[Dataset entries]
//! Full rotations driven through the dispatcher

mod common;

use common::{CURRENT_VALUE, RecordingTarget, rotating_store, sid, vid};
use pretty_assertions::assert_eq;
use stagehand_rotation::config::{ConfigError, DEFAULT_EXCLUDE_CHARACTERS};
use stagehand_rotation::prelude::*;
use stagehand_rotation::rotation::{CreateOutcome, FinishOutcome};

#[tokio::test]
async fn test_full_rotation_of_db_password() {
    // GIVEN: db-pwd with v1 = "old123" CURRENT and v2 staged PENDING
    let store = rotating_store();
    let handler = RotationHandler::new(store.clone(), RecordingTarget::default());
    let event = |step: &str| RotationEvent::new(common::SECRET, "v2", step);

    // WHEN: createSecret runs, twice
    let created = handler.handle(event("createSecret")).await.unwrap();
    let pending = store.value_of(&sid(), &vid("v2")).unwrap();
    let again = handler.handle(event("createSecret")).await.unwrap();

    // THEN: v2 holds a fresh value and the redelivery changed nothing
    assert_eq!(created, StepOutcome::Created(CreateOutcome::Created));
    assert_eq!(again, StepOutcome::Created(CreateOutcome::AlreadyExists));
    assert_ne!(pending, CURRENT_VALUE);
    assert_eq!(store.value_of(&sid(), &vid("v2")).unwrap(), pending);

    // WHEN: setSecret and testSecret run
    assert_eq!(handler.handle(event("setSecret")).await.unwrap(), StepOutcome::Set);
    assert_eq!(handler.handle(event("testSecret")).await.unwrap(), StepOutcome::Tested);

    // THEN: The target saw the pending value, not the current one
    assert_eq!(*handler_target_applied(&handler), vec![pending.clone()]);

    // WHEN: finishSecret runs
    let finished = handler.handle(event("finishSecret")).await.unwrap();

    // THEN: v2 is CURRENT, v1 is demoted
    assert_eq!(
        finished,
        StepOutcome::Finished(FinishOutcome::Promoted {
            previous: Some(vid("v1"))
        })
    );
    let stages = store.version_stages(&sid()).unwrap();
    assert!(stages[&vid("v2")].contains(&Stage::Current));
    assert!(!stages[&vid("v1")].contains(&Stage::Current));
    assert!(stages[&vid("v1")].contains(&Stage::Previous));

    // WHEN: finishSecret is redelivered
    let err = handler.handle(event("finishSecret")).await.unwrap_err();

    // THEN: The gate reports the rotation as already complete
    assert!(err.is_already_complete());
}

fn handler_target_applied(
    handler: &RotationHandler<MemorySecretStore, RecordingTarget>,
) -> parking_lot::MutexGuard<'_, Vec<String>> {
    handler.target().applied.lock()
}

#[tokio::test]
async fn test_json_payload_is_dispatched() {
    let store = rotating_store();
    let handler = RotationHandler::new(store.clone(), RecordingTarget::default());

    let outcome = handler
        .handle_json(r#"{"ClientRequestToken":"v2","SecretId":"db-pwd","Step":"createSecret"}"#)
        .await
        .unwrap();

    assert_eq!(outcome, StepOutcome::Created(CreateOutcome::Created));
    assert!(store.value_of(&sid(), &vid("v2")).is_some());
}

#[tokio::test]
async fn test_malformed_json_is_rejected_before_any_store_call() {
    let store = rotating_store();
    let handler = RotationHandler::new(store.clone(), RecordingTarget::default());

    for payload in ["not json", r#"{"SecretId":"db-pwd","Step":"createSecret"}"#] {
        let err = handler.handle_json(payload).await.unwrap_err();
        assert!(matches!(err, RotationError::MalformedEvent(_)), "{payload}: {err}");
    }
    assert_eq!(store.metrics().total_count(), 0);
}

#[tokio::test]
async fn test_unimplemented_target_fails_set_and_test() {
    let store = rotating_store();
    let handler = RotationHandler::new(store.clone(), UnimplementedTarget);

    handler
        .handle(RotationEvent::new(common::SECRET, "v2", "createSecret"))
        .await
        .unwrap();

    for (step, expected) in [("setSecret", "setSecret"), ("testSecret", "testSecret")] {
        let err = handler
            .handle(RotationEvent::new(common::SECRET, "v2", step))
            .await
            .unwrap_err();
        assert!(
            matches!(err, RotationError::NotImplemented { step, .. } if step == expected),
            "{err}"
        );
    }
}

#[tokio::test]
async fn test_rejected_test_keeps_current_in_place() {
    // GIVEN: A target whose login check refuses the pending value
    let store = rotating_store();
    let handler = RotationHandler::new(store.clone(), RecordingTarget::rejecting());
    let event = |step: &str| RotationEvent::new(common::SECRET, "v2", step);

    handler.handle(event("createSecret")).await.unwrap();
    handler.handle(event("setSecret")).await.unwrap();

    // WHEN: testSecret runs
    let err = handler.handle(event("testSecret")).await.unwrap_err();

    // THEN: The failure surfaces and v1 stays CURRENT
    assert!(matches!(
        err,
        RotationError::TargetFailed {
            step: "testSecret",
            ..
        }
    ));
    assert_eq!(
        store.version_stages(&sid()).unwrap()[&vid("v1")],
        vec![Stage::Current]
    );
}

#[tokio::test]
async fn test_set_before_create_fails() {
    // GIVEN: v2 is staged PENDING but has no value yet
    let store = rotating_store();
    let handler = RotationHandler::new(store.clone(), RecordingTarget::default());

    // WHEN: setSecret arrives out of order
    let err = handler
        .handle(RotationEvent::new(common::SECRET, "v2", "setSecret"))
        .await
        .unwrap_err();

    // THEN: The missing pending value is an error, nothing was applied
    assert!(matches!(err, RotationError::Store { ref source, .. } if source.is_not_found()));
    assert!(handler.target().applied.lock().is_empty());
}

#[tokio::test]
async fn test_configured_policy_reaches_create() {
    let store = rotating_store();
    let config = RotationConfig::from_lookup(|key| match key {
        "STAGEHAND_PASSWORD_LENGTH" => Some("16".to_string()),
        _ => None,
    })
    .unwrap();
    let handler = RotationHandler::new(store.clone(), RecordingTarget::default())
        .with_config(config)
        .unwrap();

    handler
        .handle(RotationEvent::new(common::SECRET, "v2", "createSecret"))
        .await
        .unwrap();

    assert_eq!(store.value_of(&sid(), &vid("v2")).unwrap().len(), 16);
}

#[test]
fn test_invalid_config_is_refused() {
    let store = std::sync::Arc::new(MemorySecretStore::new());
    let config = RotationConfig {
        password: PasswordPolicy {
            length: 0,
            ..PasswordPolicy::default()
        },
    };

    let err = RotationHandler::new(store, UnimplementedTarget)
        .with_config(config)
        .unwrap_err();

    assert!(matches!(
        err,
        RotationError::Config(ConfigError::InvalidValue { .. })
    ));
}

#[tokio::test]
async fn test_empty_exclusion_override_keeps_fixed_set_out() {
    // GIVEN: A configuration that clears the extra exclusions
    let store = rotating_store();
    let config = RotationConfig::from_lookup(|key| match key {
        "STAGEHAND_PASSWORD_LENGTH" => Some("4096".to_string()),
        "STAGEHAND_EXCLUDE_CHARACTERS" => Some(String::new()),
        _ => None,
    })
    .unwrap();
    let handler = RotationHandler::new(store.clone(), RecordingTarget::default())
        .with_config(config)
        .unwrap();

    // WHEN: createSecret generates a long value
    handler
        .handle(RotationEvent::new(common::SECRET, "v2", "createSecret"))
        .await
        .unwrap();

    // THEN: None of the connection-string breaking characters appear
    let value = store.value_of(&sid(), &vid("v2")).unwrap();
    assert_eq!(value.chars().count(), 4096);
    let forbidden: Vec<char> = value
        .chars()
        .filter(|c| DEFAULT_EXCLUDE_CHARACTERS.contains(*c))
        .collect();
    assert!(forbidden.is_empty(), "{forbidden:?}");
}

**Task instructions**
Find the number of lines in the records that contain "UnimplementedTarget", and write that number only.

**Output of the task**
2